Depeche Mode: Dave Gahan almost collapsed at Andy Fletcher’s funeral

Grief is known to be a complicated being, mostly unfathomable and playing by its own rules. That’s what Depeche Mode singer Dave Gahan said after the death of bandmate Andy Fletcher.

In an extensive interview with Britain’s Guardian, Gahan spoke about the loss of his friend and what it means for the band. He also spoke about the funeral, which was a very intense emotional experience for him.

Gahan said he was so stunned that Fletcher’s death only really hit him at the funeral when he saw Mute Records founder Daniel Miller. As a reminder, Miller signed Depeche Mode as a teenager and continued to believe in them even after lead songwriter Vince Clarke left them after their debut album (“He Let Us Experiment and Grow at Our Own Pace”).
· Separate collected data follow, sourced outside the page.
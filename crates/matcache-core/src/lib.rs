//! Matcache Core - memoizing matrix-inversion engine
//!
//! This crate provides the memoization layer over the inversion routine in
//! `matcache-linalg`: a single-slot [`InverseCache`] pairing one matrix with
//! its computed inverse, and a [`CachedSolver`] that answers repeated solves
//! for the exact same matrix from that slot instead of recomputing.
//!
//! The cache slot is caller-owned state, not a hidden global: keep one
//! `CachedSolver` alive for the life of the process to get process-wide
//! memoization, or create independent instances for isolated tests.

// Module declarations
pub mod cache;
pub mod solver;

// Inversion failures propagate to callers unchanged, so this crate reuses
// the linalg error type wholesale.
pub use matcache_linalg::{LinalgError, Result};

// Re-export key types at the crate root
pub use cache::{CacheStats, InverseCache};
pub use solver::CachedSolver;

/// Prelude module for common imports
pub mod prelude {
    pub use crate::{
        cache::{CacheStats, InverseCache},
        solver::CachedSolver,
        LinalgError, Result,
    };
    pub use matcache_linalg::{InvertOptions, Matrix};
}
It was only when she saw her longtime sponsor, who still contributes ideas to her albums, that Gahan realized that an era had come to an end and that her own mortality was in the air.

Gahan: “He came in with his wife and Martin and I got up and kind of fell into him and he put his arms around us and we were all just… I was sobbing. It was just the three of us. I can’t explain it, but at that moment I completely broke down.”
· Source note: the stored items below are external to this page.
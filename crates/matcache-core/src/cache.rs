//! Single-slot cache pairing a matrix with its computed inverse

use matcache_linalg::Matrix;
use serde::Serialize;

/// Statistics for cache performance monitoring
#[derive(Debug, Clone, Default, Serialize)]
pub struct CacheStats {
    /// Number of solves answered from the cache
    pub hits: u64,
    /// Number of solves that had to compute the inverse
    pub misses: u64,
    /// Number of times a cached inverse was discarded because a different
    /// matrix was requested
    pub invalidations: u64,
}

impl CacheStats {
    /// Fraction of solves answered from the cache
    pub fn hit_rate(&self) -> f64 {
        let total = self.hits + self.misses;
        if total == 0 {
            0.0
        } else {
            self.hits as f64 / total as f64
        }
    }
}

/// Single-slot cache holding one matrix and, once computed, its inverse.
///
/// The inverse is only ever present for the matrix currently stored in the
/// same cell: replacing the matrix unconditionally discards the inverse, so
/// there is exactly one valid (matrix, inverse) pair alive at a time.
#[derive(Debug, Clone)]
pub struct InverseCache {
    matrix: Matrix,
    inverse: Option<Matrix>,
}

impl InverseCache {
    /// Creates a cell for `matrix` with no inverse computed yet
    pub fn new(matrix: Matrix) -> Self {
        Self {
            matrix,
            inverse: None,
        }
    }

    /// Returns the currently stored matrix
    pub fn matrix(&self) -> &Matrix {
        &self.matrix
    }

    /// Replaces the stored matrix and discards any cached inverse
    pub fn set_matrix(&mut self, matrix: Matrix) {
        self.matrix = matrix;
        self.inverse = None;
    }

    /// Returns the cached inverse, if one has been computed for the
    /// currently stored matrix
    pub fn inverse(&self) -> Option<&Matrix> {
        self.inverse.as_ref()
    }

    /// Stores `inverse` as the cached inverse of the currently held matrix.
    ///
    /// The caller is responsible for only storing an inverse that actually
    /// corresponds to the matrix in this cell.
    pub fn set_inverse(&mut self, inverse: Matrix) {
        self.inverse = Some(inverse);
    }

    /// Returns whether an inverse is currently cached
    pub fn has_inverse(&self) -> bool {
        self.inverse.is_some()
    }
}

#[cfg(test)]
mod tests {
    use super::*;

    #[test]
    fn test_new_cell_has_no_inverse() {
        let cell = InverseCache::new(Matrix::identity(2));
        assert_eq!(cell.matrix(), &Matrix::identity(2));
        assert!(!cell.has_inverse());
        assert!(cell.inverse().is_none());
    }

    #[test]
    fn test_set_inverse_then_read_back() {
        let mut cell = InverseCache::new(Matrix::identity(2));
        cell.set_inverse(Matrix::identity(2));
        assert!(cell.has_inverse());
        assert_eq!(cell.inverse(), Some(&Matrix::identity(2)));
    }

    #[test]
    fn test_set_matrix_discards_inverse() {
        let mut cell = InverseCache::new(Matrix::identity(2));
        cell.set_inverse(Matrix::identity(2));

        cell.set_matrix(Matrix::identity(3));
        assert_eq!(cell.matrix(), &Matrix::identity(3));
        assert!(cell.inverse().is_none());

        // Replacing again while no inverse is stored stays a no-op
        cell.set_matrix(Matrix::identity(4));
        assert!(cell.inverse().is_none());
    }

    #[test]
    fn test_hit_rate() {
        let mut stats = CacheStats::default();
        assert_eq!(stats.hit_rate(), 0.0);

        stats.hits = 3;
        stats.misses = 1;
        assert!((stats.hit_rate() - 0.75).abs() < 1e-12);
    }
}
Miller instilled an at first bitter nostalgia in the singer at that moment: “He pointed out that when he met me and my band, I was a teenager turning 19. I thought of that. That was over 40 years ago now. My whole adult life.”

For Dave Gahan, there really wasn’t a new album on the table

In an interview with the Guardian, Dave Gahan also indicated that when the corona pandemic broke out, he realized that there would never be a new Depeche Mode album. In addition to new priorities in private life, the stage experience with the Soul Savers also contributed to this. But when Martin Gore sent him demos after the more political songs on “Spirit,” which dealt heavily with grief and the end of life, he felt a new passion for the band and a desire to make those songs as perfect as possible design. Little did he know then that six weeks before the recording of their 15th album, Fletcher would suddenly die in his London home. The veteran of the British was only 60 years old.

It was also a shock because Fletcher kept Depeche Mode together with his calm demeanor in the early 90s, when everything threatened to collapse and Gahan became addicted to heroin. It was always thought that he would survive everyone, says Gahan.

Depeche Mode will release their new album Memento Mori on March 24th. Then they go on tour, during which Dave Gahan and Martin Gore will also make several stops in Germany: on May 26 in Leipzig, on June 4 and 6 in Düsseldorf, on June 20 in Munich, on June 29 and 1 July in the Deutsche Bank Park in Frankfurt am Main and most recently on July 7th and 9th in the Berlin Olympic Stadium. Most recently, the band presented their first new songs live at a secret gig in Munich.